Sadomonetarismo o monetadone?

Il dilemma è sempre lo stesso: alzare i tassi di interesse, con il rischio di far crollare l'economia, oppure superiniezioni di liquidità? L'Europa, poi, ha un problema tutto suo: una sola moneta, tante economie

Il giorno dopo l’annuncio del presidente Bce Mario Draghi che l’Eurotower darà alle banche 1.000 miliardi di euro, finanziati a bassi tassi di interesse, per sostenere il credito a famiglie e imprese, si riaccende il dibattito sul ruolo che le banche centrali possono (e devono) giocare nell’uscita dalla crisi.

«SADOMONETARISTI» O «MONETADONE»? Il grande interrogativo, che ciclicamente torna ad occupare la scena, è sempre lo stesso. Come ha scritto Morya Longo sul Sole 24 Ore, si tratta di decidere se «alzare i tassi di interesse e rendere la politica monetaria meno espansiva», rischiando di fare, secondo la celebre definizione dell’economista Paul Krugman, «sadomonetarismo: cioè di far collassare l’economia del loro Paese che cresce, ma non in modo ancora abbastanza solido». Oppure, usando un’espressione cara ad Antonio Foglia (Banca del Ceresio), somministrare «monetadone» alle economie, cioè le «superiniezioni di liquidità»; con il rischio, però, di «creare bolle speculative sempre più grandi. E sempre meno gestibili».
«Difficile trovare la ricetta giusta», secondo Longo. Anche perché le banche centrali, ormai, «sono diventate come i proverbiali elefanti nella cristalleria: comunque si muovano, rischiano di spaccare qualcosa».

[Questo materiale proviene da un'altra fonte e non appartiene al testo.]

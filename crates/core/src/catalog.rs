//! Static registry of categories and their skills.

use std::collections::HashSet;
use std::fmt;

use rand::RngCore;
use thiserror::Error;

use crate::checker::AnswerChecker;
use crate::generators::{self, GenerateFn};
use crate::model::{CategoryId, Generated};

#[derive(Debug, Error, Clone, PartialEq, Eq)]
#[non_exhaustive]
pub enum CatalogError {
    #[error("category {0} is registered more than once")]
    DuplicateCategory(CategoryId),
    #[error("category {0} has an empty display name")]
    EmptyDisplayName(CategoryId),
}

//
// ─── SKILL ─────────────────────────────────────────────────────────────────────
//

/// A named generator paired with the checker that grades its answers.
#[derive(Clone)]
pub struct Skill {
    name: String,
    generate: GenerateFn,
    checker: AnswerChecker,
}

impl Skill {
    #[must_use]
    pub fn new(name: impl Into<String>, generate: GenerateFn, checker: AnswerChecker) -> Self {
        Self {
            name: name.into(),
            generate,
            checker,
        }
    }

    /// A skill kept in the catalog whose generator always signals skip.
    #[must_use]
    pub fn retired(name: impl Into<String>) -> Self {
        Self::new(name, generators::retired, AnswerChecker::NormalizedText)
    }

    #[must_use]
    pub fn name(&self) -> &str {
        &self.name
    }

    #[must_use]
    pub fn checker(&self) -> AnswerChecker {
        self.checker
    }

    pub fn generate(&self, rng: &mut dyn RngCore) -> Generated {
        (self.generate)(rng)
    }
}

impl fmt::Debug for Skill {
    fn fmt(&self, f: &mut fmt::Formatter<'_>) -> fmt::Result {
        f.debug_struct("Skill")
            .field("name", &self.name)
            .field("checker", &self.checker)
            .finish_non_exhaustive()
    }
}

//
// ─── CATEGORY ──────────────────────────────────────────────────────────────────
//

#[derive(Debug, Clone)]
pub struct Category {
    id: CategoryId,
    display_name: String,
    skills: Vec<Skill>,
}

impl Category {
    #[must_use]
    pub fn new(id: CategoryId, display_name: impl Into<String>, skills: Vec<Skill>) -> Self {
        Self {
            id,
            display_name: display_name.into(),
            skills,
        }
    }

    #[must_use]
    pub fn id(&self) -> &CategoryId {
        &self.id
    }

    #[must_use]
    pub fn display_name(&self) -> &str {
        &self.display_name
    }

    #[must_use]
    pub fn skills(&self) -> &[Skill] {
        &self.skills
    }
}

//
// ─── CATALOG ───────────────────────────────────────────────────────────────────
//

/// Ordered set of categories. Registration order is the tie-break order used
/// during cold-start selection.
#[derive(Debug, Clone)]
pub struct Catalog {
    categories: Vec<Category>,
}

impl Catalog {
    /// # Errors
    ///
    /// Returns [`CatalogError`] when a category id repeats or a display name
    /// is blank.
    pub fn new(categories: Vec<Category>) -> Result<Self, CatalogError> {
        let mut seen = HashSet::with_capacity(categories.len());
        for category in &categories {
            if category.display_name.trim().is_empty() {
                return Err(CatalogError::EmptyDisplayName(category.id.clone()));
            }
            if !seen.insert(&category.id) {
                return Err(CatalogError::DuplicateCategory(category.id.clone()));
            }
        }
        Ok(Self { categories })
    }

    #[must_use]
    pub fn categories(&self) -> &[Category] {
        &self.categories
    }

    #[must_use]
    pub fn category(&self, id: &CategoryId) -> Option<&Category> {
        self.categories.iter().find(|category| &category.id == id)
    }

    #[must_use]
    pub fn display_name(&self, id: &CategoryId) -> Option<&str> {
        self.category(id).map(Category::display_name)
    }

    #[must_use]
    pub fn len(&self) -> usize {
        self.categories.len()
    }

    #[must_use]
    pub fn is_empty(&self) -> bool {
        self.categories.is_empty()
    }
}

#[cfg(test)]
mod tests {
    use super::*;
    use crate::model::{Answer, Question};

    fn fixed(_rng: &mut dyn RngCore) -> Generated {
        Generated::Ready(Question::new("1 + 1", Answer::text("2")))
    }

    fn category(id: &str, name: &str) -> Category {
        Category::new(
            CategoryId::new(id).unwrap(),
            name,
            vec![Skill::new("sum", fixed, AnswerChecker::ExactNumeric)],
        )
    }

    #[test]
    fn rejects_duplicate_ids() {
        let err = Catalog::new(vec![category("a", "A"), category("a", "Again")]).unwrap_err();
        assert_eq!(err, CatalogError::DuplicateCategory(CategoryId::new("a").unwrap()));
    }

    #[test]
    fn rejects_blank_display_name() {
        let err = Catalog::new(vec![category("a", "  ")]).unwrap_err();
        assert!(matches!(err, CatalogError::EmptyDisplayName(_)));
    }

    #[test]
    fn lookup_by_id_preserves_registration_order() {
        let catalog = Catalog::new(vec![category("b", "Bee"), category("a", "Ay")]).unwrap();
        let ids: Vec<_> = catalog.categories().iter().map(|c| c.id().as_str()).collect();
        assert_eq!(ids, ["b", "a"]);
        assert_eq!(catalog.display_name(&CategoryId::new("a").unwrap()), Some("Ay"));
        assert_eq!(catalog.display_name(&CategoryId::new("zzz").unwrap()), None);
    }

    #[test]
    fn retired_skill_always_skips() {
        let skill = Skill::retired("Old");
        let mut rng = rand::rng();
        assert_eq!(skill.generate(&mut rng), Generated::Skip);
        assert_eq!(skill.name(), "Old");
    }
}
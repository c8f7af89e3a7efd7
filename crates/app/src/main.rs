use std::fmt;
use std::path::PathBuf;
use std::sync::Arc;

use practice_core::curricula::Grade;
use practice_core::model::{EngineSettings, ProfileId};
use services::PracticeLoopService;
use storage::repository::Storage;
use tracing_subscriber::{EnvFilter, fmt as log_fmt, prelude::*};

mod terminal;

const DEFAULT_DB_URL: &str = "sqlite:practice.sqlite3";
const DEFAULT_PROFILE: &str = "learner";

#[derive(Debug, PartialEq, Eq)]
enum ArgsError {
    MissingValue { flag: &'static str },
    UnknownArg(String),
    UnknownCommand(String),
    InvalidDbUrl { raw: String },
    InvalidProfile { raw: String },
    InvalidGrade { raw: String },
    InvalidDuration { raw: String },
}

impl fmt::Display for ArgsError {
    fn fmt(&self, f: &mut fmt::Formatter<'_>) -> fmt::Result {
        match self {
            ArgsError::MissingValue { flag } => write!(f, "{flag} requires a value"),
            ArgsError::UnknownArg(arg) => write!(f, "unknown argument: {arg}"),
            ArgsError::UnknownCommand(cmd) => write!(f, "unknown subcommand: {cmd}"),
            ArgsError::InvalidDbUrl { raw } => write!(f, "invalid --db value: {raw}"),
            ArgsError::InvalidProfile { raw } => {
                write!(f, "invalid --profile value (letters, digits, - and _): {raw}")
            }
            ArgsError::InvalidGrade { raw } => {
                write!(f, "invalid --grade value (expected year6 or year9): {raw}")
            }
            ArgsError::InvalidDuration { raw } => {
                write!(f, "invalid --duration value (seconds > 0): {raw}")
            }
        }
    }
}

impl std::error::Error for ArgsError {}

fn require_value(
    args: &mut impl Iterator<Item = String>,
    flag: &'static str,
) -> Result<String, ArgsError> {
    args.next().ok_or(ArgsError::MissingValue { flag })
}

#[derive(Debug, Clone, Copy, PartialEq, Eq)]
enum Command {
    Practice,
    Report,
    Reset,
    Quiz,
}

impl Command {
    fn from_arg(arg: &str) -> Option<Self> {
        match arg {
            "practice" => Some(Self::Practice),
            "report" => Some(Self::Report),
            "reset" => Some(Self::Reset),
            "quiz" => Some(Self::Quiz),
            _ => None,
        }
    }
}

#[derive(Debug, PartialEq)]
struct Args {
    command: Command,
    db_url: String,
    profile: ProfileId,
    grade: Grade,
    duration_secs: Option<u32>,
    diagram_dir: Option<PathBuf>,
    verbose: bool,
    help: bool,
}

impl Args {
    /// Parse `argv` (without the program name) on top of environment defaults.
    fn parse(
        argv: impl IntoIterator<Item = String>,
        env: impl Fn(&str) -> Option<String>,
    ) -> Result<Self, ArgsError> {
        let mut db_url = env("PRACTICE_DB_URL").unwrap_or_else(|| DEFAULT_DB_URL.into());
        let mut profile = env("PRACTICE_PROFILE")
            .and_then(|value| ProfileId::new(value).ok())
            .map_or_else(|| ProfileId::new(DEFAULT_PROFILE), Ok)
            .map_err(|_| ArgsError::InvalidProfile {
                raw: DEFAULT_PROFILE.into(),
            })?;
        let mut grade = env("PRACTICE_GRADE")
            .and_then(|value| value.parse::<Grade>().ok())
            .unwrap_or_default();
        let mut duration_secs = env("PRACTICE_DURATION_SECS")
            .and_then(|value| value.parse::<u32>().ok())
            .filter(|secs| *secs > 0);
        let mut diagram_dir = env("PRACTICE_DIAGRAM_DIR").map(PathBuf::from);
        let mut verbose = false;
        let mut help = false;

        let mut args = argv.into_iter().peekable();
        let command = match args.peek().map(String::as_str) {
            Some(first) if !first.starts_with('-') => {
                let command = Command::from_arg(first)
                    .ok_or_else(|| ArgsError::UnknownCommand(first.to_owned()))?;
                args.next();
                command
            }
            _ => Command::Practice,
        };

        while let Some(arg) = args.next() {
            match arg.as_str() {
                "--db" => {
                    let value = require_value(&mut args, "--db")?;
                    if value.trim().is_empty() {
                        return Err(ArgsError::InvalidDbUrl { raw: value });
                    }
                    db_url = value;
                }
                "--profile" => {
                    let value = require_value(&mut args, "--profile")?;
                    profile = ProfileId::new(value.as_str())
                        .map_err(|_| ArgsError::InvalidProfile { raw: value.clone() })?;
                }
                "--grade" => {
                    let value = require_value(&mut args, "--grade")?;
                    grade = value
                        .parse()
                        .map_err(|_| ArgsError::InvalidGrade { raw: value.clone() })?;
                }
                "--duration" => {
                    let value = require_value(&mut args, "--duration")?;
                    let secs = value
                        .parse::<u32>()
                        .ok()
                        .filter(|secs| *secs > 0)
                        .ok_or_else(|| ArgsError::InvalidDuration { raw: value.clone() })?;
                    duration_secs = Some(secs);
                }
                "--diagram-dir" => {
                    let value = require_value(&mut args, "--diagram-dir")?;
                    diagram_dir = Some(PathBuf::from(value));
                }
                "--verbose" | "-v" => verbose = true,
                "--help" | "-h" => help = true,
                _ => return Err(ArgsError::UnknownArg(arg)),
            }
        }

        Ok(Self {
            command,
            db_url: normalize_sqlite_url(db_url),
            profile,
            grade,
            duration_secs,
            diagram_dir,
            verbose,
            help,
        })
    }
}

fn print_usage() {
    eprintln!("Usage:");
    eprintln!("  practice [practice] [options]   # timed adaptive session (default)");
    eprintln!("  practice report     [options]   # mastery per category");
    eprintln!("  practice reset      [options]   # forget stored progress");
    eprintln!("  practice quiz                   # fixed biology quiz");
    eprintln!();
    eprintln!("Options:");
    eprintln!("  --db <sqlite_url>      default {DEFAULT_DB_URL}");
    eprintln!("  --profile <name>       default {DEFAULT_PROFILE}");
    eprintln!("  --grade <year6|year9>  default year9");
    eprintln!("  --duration <seconds>   default 1800");
    eprintln!("  --diagram-dir <dir>    write question diagrams as .svg files");
    eprintln!("  --verbose              debug logging on stderr");
    eprintln!();
    eprintln!("Environment:");
    eprintln!("  PRACTICE_DB_URL, PRACTICE_PROFILE, PRACTICE_GRADE, PRACTICE_DURATION_SECS,");
    eprintln!("  PRACTICE_DIAGRAM_DIR, RUST_LOG");
}

fn normalize_sqlite_url(raw: String) -> String {
    let trimmed = raw.trim();
    if trimmed == "sqlite::memory:" || trimmed.starts_with("sqlite://") {
        return trimmed.to_owned();
    }

    let path_str = trimmed.strip_prefix("sqlite:").unwrap_or(trimmed);
    let path = std::path::Path::new(path_str);
    let absolute = if path.is_absolute() {
        path.to_path_buf()
    } else {
        std::env::current_dir()
            .unwrap_or_else(|_| PathBuf::from("."))
            .join(path)
    };
    format!("sqlite://{}", absolute.display())
}

fn prepare_sqlite_file(db_url: &str) -> Result<(), Box<dyn std::error::Error>> {
    if db_url == "sqlite::memory:" {
        return Ok(());
    }

    let path = db_url
        .strip_prefix("sqlite://")
        .ok_or_else(|| ArgsError::InvalidDbUrl {
            raw: db_url.to_string(),
        })?;
    let path = path.split('?').next().unwrap_or(path);
    if path.is_empty() {
        return Err(ArgsError::InvalidDbUrl {
            raw: db_url.to_string(),
        }
        .into());
    }

    let path = std::path::Path::new(path);
    if let Some(parent) = path.parent() {
        std::fs::create_dir_all(parent)?;
    }
    if !path.exists() {
        std::fs::OpenOptions::new()
            .create(true)
            .write(true)
            .truncate(false)
            .open(path)?;
    }
    Ok(())
}

fn init_tracing(verbose: bool) {
    let default_filter = if verbose { "debug" } else { "info" };
    let env_filter = if verbose {
        EnvFilter::new(default_filter)
    } else {
        EnvFilter::try_from_default_env().unwrap_or_else(|_| EnvFilter::new(default_filter))
    };

    tracing_subscriber::registry()
        .with(env_filter)
        .with(log_fmt::layer().with_writer(std::io::stderr))
        .init();
}

async fn run() -> Result<(), Box<dyn std::error::Error>> {
    let args = Args::parse(std::env::args().skip(1), |key| std::env::var(key).ok()).map_err(
        |e| {
            eprintln!("{e}");
            print_usage();
            e
        },
    )?;
    if args.help {
        print_usage();
        return Ok(());
    }
    init_tracing(args.verbose);

    if args.command == Command::Quiz {
        return terminal::run_quiz().await;
    }

    // Open + migrate SQLite here so the library crates stay free of filesystem glue.
    prepare_sqlite_file(&args.db_url)?;
    let storage = Storage::sqlite(&args.db_url).await?;

    let mut settings = EngineSettings::default();
    if let Some(secs) = args.duration_secs {
        settings = settings.with_session_duration(secs)?;
    }
    let catalog = Arc::new(args.grade.catalog()?);
    let service = PracticeLoopService::new(catalog, args.grade.as_str(), settings, &storage);
    tracing::debug!(grade = %args.grade, profile = %args.profile, "configured");

    match args.command {
        Command::Practice => {
            terminal::run_practice(&service, &args.profile, args.diagram_dir.as_deref()).await
        }
        Command::Report => {
            terminal::print_report(&service.progress_report(&args.profile).await);
            Ok(())
        }
        Command::Reset => terminal::run_reset(&service, &args.profile).await,
        Command::Quiz => Ok(()),
    }
}

#[tokio::main]
async fn main() {
    if let Err(err) = run().await {
        eprintln!("{err}");
        std::process::exit(2);
    }
}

IL CASO DELLA SVEZIA. Emblematica, da questo punto di vista, la vicenda della Svezia, uno dei primi paesi ad «uscire dalla crisi finanziaria del 2007, tanto che il Washington Post nel 2010 definì Stoccolma la “rock star della ripresa”». Il problema, però, è che «la crescita economica era accompagnata da un eccessivo debito privato» e, «per sgonfiare questa “bolla”, nel 2010 la banca centrale ha deciso di alzare i tassi di interesse, nonostante la disoccupazione fosse ancora elevata e l’inflazione troppo bassa. Morale: quattro anni dopo, il Paese si trova quasi in deflazione, ma il debito delle famiglie resta gigantesco (al 170% del reddito disponibile)». Al punto che la Banca centrale ha nuovamente fatto marcia indietro, tagliando di mezzo punto percentuale i tassi.

STATI UNITI E UNIONE EUROPEA. Negli Stati Uniti, invece, che si trovano più o meno nelle stesse condizioni della Svezia del 2010, la Federal Reserve di Janet Yellen ha fatto capire che «non alzerà i tassi prima del giugno 2015. Noncurante delle bolle speculative che ormai si gonfiano ovunque ed etichettando come “rumore di fondo” l’inflazione Usa (salita al 2 per cento e in veloce ascesa) – spiega Longo – Yellen non sente bisogno di velocizzare i tempi».
L’Unione Europea, dal canto suo, «si trova a gestire un ciclo economico ben più depresso». E «più la Fed allontana il rialzo dei tassi, più il dollaro resta debole nei confronti dell’euro». Ma «l’euro troppo forte, da un lato importa deflazione, dall’altro zavorra le esportazioni e dunque la ripresa economica. Questo complica il lavoro della Bce, che, fa notare Longo, «storicamente ha fatto del “sadomonetarismo” uno stile di vita». Draghi, che si muove in un’«area monetaria fatta di economie troppo diverse tra di loro», prosegue Longo, sta avviando una «serie di politiche per far ripartire il credito bancario alle imprese, ma fin che l’euro resta così forte, nonostante la debolezza dell’economia, ripresa e inflazione saranno difficili da agganciare».

LA STRADA PER LA NORMALITÀ. Che fare, dunque? La realtà, nota dunque Longo, è che «la battaglia delle banche centrali, tutte impegnate a far ripartire il loro Paese pur in fasi diverse dei cicli economici, ha creato movimenti di capitali e valutari così ingenti, che le decisioni dell’una finiscono per intralciare quelle delle altre». Forse, «ha ragione il governatore della Banca centrale indiana Raghuram Rajan, quando auspica una maggiore collaborazione internazionale per elaborare una “exit strategy” condivisa». Per «riportare, prima o poi, il mondo alla normalità. A una crescita sana, non drogata dalla liquidità né dalle bolle speculative. Senza eccessive diseguaglianze sociali. Senza speculatori finanziari ricchi e popoli ridotti alla povertà. Possibilmente, più prima che poi».